[[ Data supplied, beginning ]]

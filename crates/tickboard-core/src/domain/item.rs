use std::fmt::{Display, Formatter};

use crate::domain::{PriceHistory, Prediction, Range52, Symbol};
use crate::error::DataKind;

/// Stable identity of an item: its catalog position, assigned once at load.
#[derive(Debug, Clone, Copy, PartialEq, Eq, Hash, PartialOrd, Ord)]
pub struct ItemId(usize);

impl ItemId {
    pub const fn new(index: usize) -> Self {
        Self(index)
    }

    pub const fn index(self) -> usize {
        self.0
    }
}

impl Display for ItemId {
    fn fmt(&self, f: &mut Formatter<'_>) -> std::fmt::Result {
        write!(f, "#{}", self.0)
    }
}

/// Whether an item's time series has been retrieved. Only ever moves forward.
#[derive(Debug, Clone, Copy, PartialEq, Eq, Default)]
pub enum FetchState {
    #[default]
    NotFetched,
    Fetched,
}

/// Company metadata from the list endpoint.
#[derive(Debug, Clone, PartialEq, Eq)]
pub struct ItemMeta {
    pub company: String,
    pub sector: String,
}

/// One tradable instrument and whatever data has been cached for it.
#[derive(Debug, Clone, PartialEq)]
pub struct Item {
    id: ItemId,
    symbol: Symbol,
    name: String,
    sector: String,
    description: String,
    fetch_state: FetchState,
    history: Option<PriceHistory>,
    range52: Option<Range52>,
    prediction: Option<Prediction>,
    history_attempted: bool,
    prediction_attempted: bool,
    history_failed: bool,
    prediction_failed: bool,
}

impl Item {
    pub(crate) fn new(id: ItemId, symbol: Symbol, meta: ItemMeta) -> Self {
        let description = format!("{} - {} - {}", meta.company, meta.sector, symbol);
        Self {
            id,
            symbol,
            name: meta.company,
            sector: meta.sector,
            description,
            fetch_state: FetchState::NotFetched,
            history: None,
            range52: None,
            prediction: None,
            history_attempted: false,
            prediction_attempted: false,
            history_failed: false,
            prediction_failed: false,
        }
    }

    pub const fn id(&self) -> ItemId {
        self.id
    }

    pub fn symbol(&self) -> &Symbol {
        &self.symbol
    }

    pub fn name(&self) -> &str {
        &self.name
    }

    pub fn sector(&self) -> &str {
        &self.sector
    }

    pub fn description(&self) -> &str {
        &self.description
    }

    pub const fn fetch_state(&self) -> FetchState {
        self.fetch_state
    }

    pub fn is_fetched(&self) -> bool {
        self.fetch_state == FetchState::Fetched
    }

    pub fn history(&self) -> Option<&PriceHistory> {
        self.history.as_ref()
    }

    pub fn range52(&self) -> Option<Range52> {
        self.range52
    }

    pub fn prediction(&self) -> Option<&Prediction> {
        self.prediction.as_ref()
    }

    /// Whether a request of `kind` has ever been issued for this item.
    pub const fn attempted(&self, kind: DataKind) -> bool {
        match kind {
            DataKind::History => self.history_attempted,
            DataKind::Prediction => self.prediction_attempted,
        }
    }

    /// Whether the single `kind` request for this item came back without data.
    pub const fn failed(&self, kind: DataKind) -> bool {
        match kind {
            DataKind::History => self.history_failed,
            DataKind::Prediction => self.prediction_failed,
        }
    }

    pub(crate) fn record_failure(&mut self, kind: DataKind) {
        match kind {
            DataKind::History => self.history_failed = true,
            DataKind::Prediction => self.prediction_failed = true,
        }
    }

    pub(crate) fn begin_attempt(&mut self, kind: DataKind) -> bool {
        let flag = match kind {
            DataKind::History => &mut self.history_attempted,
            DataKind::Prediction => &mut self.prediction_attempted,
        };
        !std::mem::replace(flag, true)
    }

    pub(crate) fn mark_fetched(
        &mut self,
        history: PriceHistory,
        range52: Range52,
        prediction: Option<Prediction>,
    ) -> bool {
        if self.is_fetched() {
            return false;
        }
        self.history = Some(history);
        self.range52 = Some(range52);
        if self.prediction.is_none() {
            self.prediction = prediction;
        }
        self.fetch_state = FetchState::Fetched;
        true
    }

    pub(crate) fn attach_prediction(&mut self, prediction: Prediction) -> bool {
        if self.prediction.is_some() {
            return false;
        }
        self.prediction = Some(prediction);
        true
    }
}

[[ Data supplied, end ]]
[[ Data supplied, beginning ]]

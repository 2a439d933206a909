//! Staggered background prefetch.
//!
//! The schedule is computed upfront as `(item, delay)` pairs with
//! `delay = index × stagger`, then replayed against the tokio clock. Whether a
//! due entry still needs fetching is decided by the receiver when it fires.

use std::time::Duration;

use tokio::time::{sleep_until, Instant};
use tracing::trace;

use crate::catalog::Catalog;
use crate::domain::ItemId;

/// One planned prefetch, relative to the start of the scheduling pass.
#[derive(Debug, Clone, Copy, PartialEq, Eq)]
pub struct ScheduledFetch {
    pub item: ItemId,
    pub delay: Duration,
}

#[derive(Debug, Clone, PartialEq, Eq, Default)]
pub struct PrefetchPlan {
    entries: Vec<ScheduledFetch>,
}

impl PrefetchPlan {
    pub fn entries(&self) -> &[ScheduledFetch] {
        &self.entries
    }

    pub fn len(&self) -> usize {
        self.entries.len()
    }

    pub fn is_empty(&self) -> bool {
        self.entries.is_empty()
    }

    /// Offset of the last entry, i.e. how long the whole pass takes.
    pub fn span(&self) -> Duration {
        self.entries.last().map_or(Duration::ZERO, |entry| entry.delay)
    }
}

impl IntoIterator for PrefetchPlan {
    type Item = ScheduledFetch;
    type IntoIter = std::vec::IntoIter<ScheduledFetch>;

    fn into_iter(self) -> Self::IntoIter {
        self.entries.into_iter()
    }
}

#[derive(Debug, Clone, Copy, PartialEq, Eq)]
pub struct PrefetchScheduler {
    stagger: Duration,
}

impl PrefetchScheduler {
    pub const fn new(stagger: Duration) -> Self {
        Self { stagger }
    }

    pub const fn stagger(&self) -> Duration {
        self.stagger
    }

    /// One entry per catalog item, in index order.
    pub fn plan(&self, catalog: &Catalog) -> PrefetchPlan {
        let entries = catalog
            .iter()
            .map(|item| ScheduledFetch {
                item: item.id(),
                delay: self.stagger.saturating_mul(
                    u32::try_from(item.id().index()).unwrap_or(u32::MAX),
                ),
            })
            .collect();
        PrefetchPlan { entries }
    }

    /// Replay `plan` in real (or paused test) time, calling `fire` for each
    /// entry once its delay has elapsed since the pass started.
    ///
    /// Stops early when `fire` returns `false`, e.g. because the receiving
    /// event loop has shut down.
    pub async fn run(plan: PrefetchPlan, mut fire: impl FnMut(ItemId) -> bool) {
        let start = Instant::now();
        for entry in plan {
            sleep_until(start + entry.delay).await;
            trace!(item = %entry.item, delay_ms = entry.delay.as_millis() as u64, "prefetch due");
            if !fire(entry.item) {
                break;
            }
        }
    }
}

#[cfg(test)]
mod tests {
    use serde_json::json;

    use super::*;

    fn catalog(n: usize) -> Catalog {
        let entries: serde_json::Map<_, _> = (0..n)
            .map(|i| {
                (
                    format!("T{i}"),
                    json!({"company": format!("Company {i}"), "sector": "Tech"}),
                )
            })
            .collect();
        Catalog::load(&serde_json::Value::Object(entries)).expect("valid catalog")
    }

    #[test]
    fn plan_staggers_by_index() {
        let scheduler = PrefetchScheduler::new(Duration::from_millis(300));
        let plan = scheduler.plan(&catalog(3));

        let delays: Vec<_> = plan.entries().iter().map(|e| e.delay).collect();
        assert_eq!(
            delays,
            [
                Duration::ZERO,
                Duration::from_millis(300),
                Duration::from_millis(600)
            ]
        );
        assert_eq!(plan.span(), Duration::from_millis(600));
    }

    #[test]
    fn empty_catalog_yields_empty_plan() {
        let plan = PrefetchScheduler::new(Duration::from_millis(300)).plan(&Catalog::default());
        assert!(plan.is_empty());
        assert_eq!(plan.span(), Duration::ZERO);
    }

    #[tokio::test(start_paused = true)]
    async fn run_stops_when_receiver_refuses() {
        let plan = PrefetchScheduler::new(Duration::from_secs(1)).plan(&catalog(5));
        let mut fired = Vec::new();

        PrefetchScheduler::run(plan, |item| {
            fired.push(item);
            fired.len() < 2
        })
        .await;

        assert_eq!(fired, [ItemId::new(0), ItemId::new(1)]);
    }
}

[[ Data supplied, end ]]

Among the records, find every line with the word "span" and copy it.

    pub fn span(&self) -> Duration {
        assert_eq!(plan.span(), Duration::from_millis(600));
        assert_eq!(plan.span(), Duration::ZERO);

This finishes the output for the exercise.